** INFORMATION SUPPLIED **
########
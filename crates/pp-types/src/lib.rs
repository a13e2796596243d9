use serde::{Deserialize, Serialize};
use uuid::Uuid;

/// Keys of the shared persistent store.
pub mod keys {
    pub const PUMP_PAIRING: &str = "pump-pairing";
    pub const INSULIN_QAEDY: &str = "insulin-qaedy";
    pub const GLUCOSE_LIMITS_CLEARED: &str = "glucose_limits_v2_cleared";
    pub const ACTIVE_TIME_SELECTED: &str = "active_time_selected";
    pub const DAILY_DOSE_SELECTED: &str = "daily_dose_selected";
    pub const CGMS_PAIRED: &str = "cgms_paired";
    pub const AUTO_MODE_SWITCH: &str = "autoModeSwitch";
    pub const EXERCISE_MODE_SWITCH: &str = "exerciseautoModeSwitch";
    pub const EXERCISE_SELECTED_MINUTES: &str = "exerciseSelectedMinutes";

    pub const ACTIVE_TAB: &str = "activeTab";
    pub const CGMS_SERIAL: &str = "cgms_serial";
    pub const DEFAULTS_CLEARED: &str = "defaults_cleared";

    pub const SENSITIVITY_SELECTED: &str = "sensitivity_selected";
    pub const SENSITIVITY_DEFAULT: &str = "sensitivity_default";
    pub const ACTIVE_TIME: &str = "active_time";
    pub const DAILY_DOSE: &str = "daily_dose";

    /// Boolean flags that get a `"false"` default on first load.
    pub const BOOLEAN_FLAGS: [&str; 8] = [
        PUMP_PAIRING,
        INSULIN_QAEDY,
        GLUCOSE_LIMITS_CLEARED,
        ACTIVE_TIME_SELECTED,
        DAILY_DOSE_SELECTED,
        CGMS_PAIRED,
        AUTO_MODE_SWITCH,
        EXERCISE_MODE_SWITCH,
    ];

    /// Values removed once by the `defaults_cleared` migration.
    pub const LEGACY_DEFAULTS: [&str; 6] = [
        "sensitivity_default",
        "active_time",
        "daily_dose",
        "carb_ratio",
        "upper_glucose_limit",
        "lower_glucose_limit",
    ];
}

pub const TRUE: &str = "true";
pub const FALSE: &str = "false";

pub fn bool_str(value: bool) -> &'static str {
    if value { TRUE } else { FALSE }
}

/// A stored value reads as set only when it is exactly `"true"`.
pub fn is_true(value: Option<&str>) -> bool {
    value == Some(TRUE)
}

pub const EXERCISE_MESSAGE: &str = "يجب تفعيل الوضع التلقائي الرئيسي أولاً";

/// Prerequisites of Automatic Mode, declared in priority order.
#[derive(Debug, Clone, Copy, PartialEq, Eq, Hash, PartialOrd, Ord, Serialize, Deserialize)]
#[serde(rename_all = "snake_case")]
pub enum Requirement {
    PumpPairing,
    InsulinQaedy,
    GlucoseLimits,
    ActiveTime,
    DailyDose,
    CgmsPaired,
}

impl Requirement {
    pub const ALL: [Requirement; 6] = [
        Requirement::PumpPairing,
        Requirement::InsulinQaedy,
        Requirement::GlucoseLimits,
        Requirement::ActiveTime,
        Requirement::DailyDose,
        Requirement::CgmsPaired,
    ];

    pub fn key(self) -> &'static str {
        match self {
            Requirement::PumpPairing => keys::PUMP_PAIRING,
            Requirement::InsulinQaedy => keys::INSULIN_QAEDY,
            Requirement::GlucoseLimits => keys::GLUCOSE_LIMITS_CLEARED,
            Requirement::ActiveTime => keys::ACTIVE_TIME_SELECTED,
            Requirement::DailyDose => keys::DAILY_DOSE_SELECTED,
            Requirement::CgmsPaired => keys::CGMS_PAIRED,
        }
    }

    pub fn from_key(key: &str) -> Option<Self> {
        Self::ALL.into_iter().find(|req| req.key() == key)
    }

    /// Message shown when an enable attempt is blocked by this requirement.
    pub fn message(self) -> &'static str {
        match self {
            Requirement::PumpPairing => "لم يتم إقتران مضخة الانسولين, لا يمكن تمكين الوضع التلقائي",
            Requirement::InsulinQaedy => "يرجى ضبط القاعدي",
            Requirement::GlucoseLimits => "يرجى ضبط معامل حساسية الأنسولين",
            Requirement::ActiveTime => "يرجى ضبط معامل الإنسولين النشط",
            Requirement::DailyDose => "يرجى ضبط اجمالي كمية الأنسولين اليومية",
            Requirement::CgmsPaired => "يرجى إقران نظام المراقبة المستمرة للجلوكوز",
        }
    }
}

impl std::fmt::Display for Requirement {
    fn fmt(&self, f: &mut std::fmt::Formatter<'_>) -> std::fmt::Result {
        f.write_str(self.key())
    }
}

/// Outcome of evaluating the six prerequisites.
#[derive(Debug, Clone, PartialEq, Eq, Serialize, Deserialize)]
pub struct RequirementReport {
    pub all_met: bool,
    pub failing: Vec<Requirement>,
}

impl RequirementReport {
    pub fn first_failing(&self) -> Option<Requirement> {
        self.failing.first().copied()
    }
}

/// A committed change to one key. `None` stands for an absent key.
#[derive(Debug, Clone, PartialEq, Eq, Serialize, Deserialize)]
pub struct ChangeEvent {
    pub key: String,
    pub old_value: Option<String>,
    pub new_value: Option<String>,
}

impl ChangeEvent {
    pub fn new(key: impl Into<String>, old_value: Option<String>, new_value: Option<String>) -> Self {
        Self {
            key: key.into(),
            old_value,
            new_value,
        }
    }

    pub fn is_key(&self, key: &str) -> bool {
        self.key == key
    }

    pub fn now_true(&self) -> bool {
        is_true(self.new_value.as_deref())
    }
}

#[derive(Debug, Clone, Copy, PartialEq, Eq, Serialize, Deserialize)]
#[serde(rename_all = "snake_case", tag = "state")]
pub enum ExerciseStatus {
    Off,
    AwaitingDuration,
    On { minutes: u32 },
}

/// Settled view of one execution context, consumed by the reflection layer.
#[derive(Debug, Clone, PartialEq, Eq, Serialize, Deserialize)]
pub struct ModeSnapshot {
    pub auto_mode: bool,
    pub exercise: ExerciseStatus,
    pub requirements: RequirementReport,
    pub pump_paired: bool,
    pub basal_configured: bool,
    pub cgms_paired: bool,
}

// ── HTTP DTOs ──

#[derive(Debug, Clone, Serialize, Deserialize)]
pub struct ContextCreateResponse {
    pub context_id: Uuid,
    pub snapshot: ModeSnapshot,
}

#[derive(Debug, Clone, Serialize, Deserialize)]
pub struct ToggleRequest {
    pub enabled: bool,
}

#[derive(Debug, Clone, Serialize, Deserialize)]
pub struct ExerciseConfirmRequest {
    pub minutes: u32,
}

#[derive(Debug, Clone, Serialize, Deserialize)]
pub struct StoreWriteRequest {
    pub value: String,
}

#[derive(Debug, Clone, Serialize, Deserialize)]
pub struct ActionResponse {
    pub accepted: bool,
    #[serde(default)]
    pub message: Option<String>,
    pub snapshot: ModeSnapshot,
}

#[derive(Debug, Clone, Copy, PartialEq, Eq, Serialize, Deserialize)]
#[serde(rename_all = "snake_case")]
pub enum WriteOutcome {
    Unchanged,
    Committed,
    Coerced,
    Failed,
}

#[derive(Debug, Clone, Serialize, Deserialize)]
pub struct StoreWriteResponse {
    pub outcome: WriteOutcome,
    pub snapshot: ModeSnapshot,
}

#[derive(Debug, Clone, Serialize, Deserialize)]
pub struct ContextStateResponse {
    pub context_id: Uuid,
    pub snapshot: ModeSnapshot,
    pub messages: Vec<String>,
    pub picker_open: bool,
}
########
** THE TASK **
Above are the records; from them, give again exactly the lines from the one containing "Values removed once" through the one containing "pub const FALSE: &str", both included.

** ANSWER SPACE **
    /// Values removed once by the `defaults_cleared` migration.
    pub const LEGACY_DEFAULTS: [&str; 6] = [
        "sensitivity_default",
        "active_time",
        "daily_dose",
        "carb_ratio",
        "upper_glucose_limit",
        "lower_glucose_limit",
    ];
}

pub const TRUE: &str = "true";
pub const FALSE: &str = "false";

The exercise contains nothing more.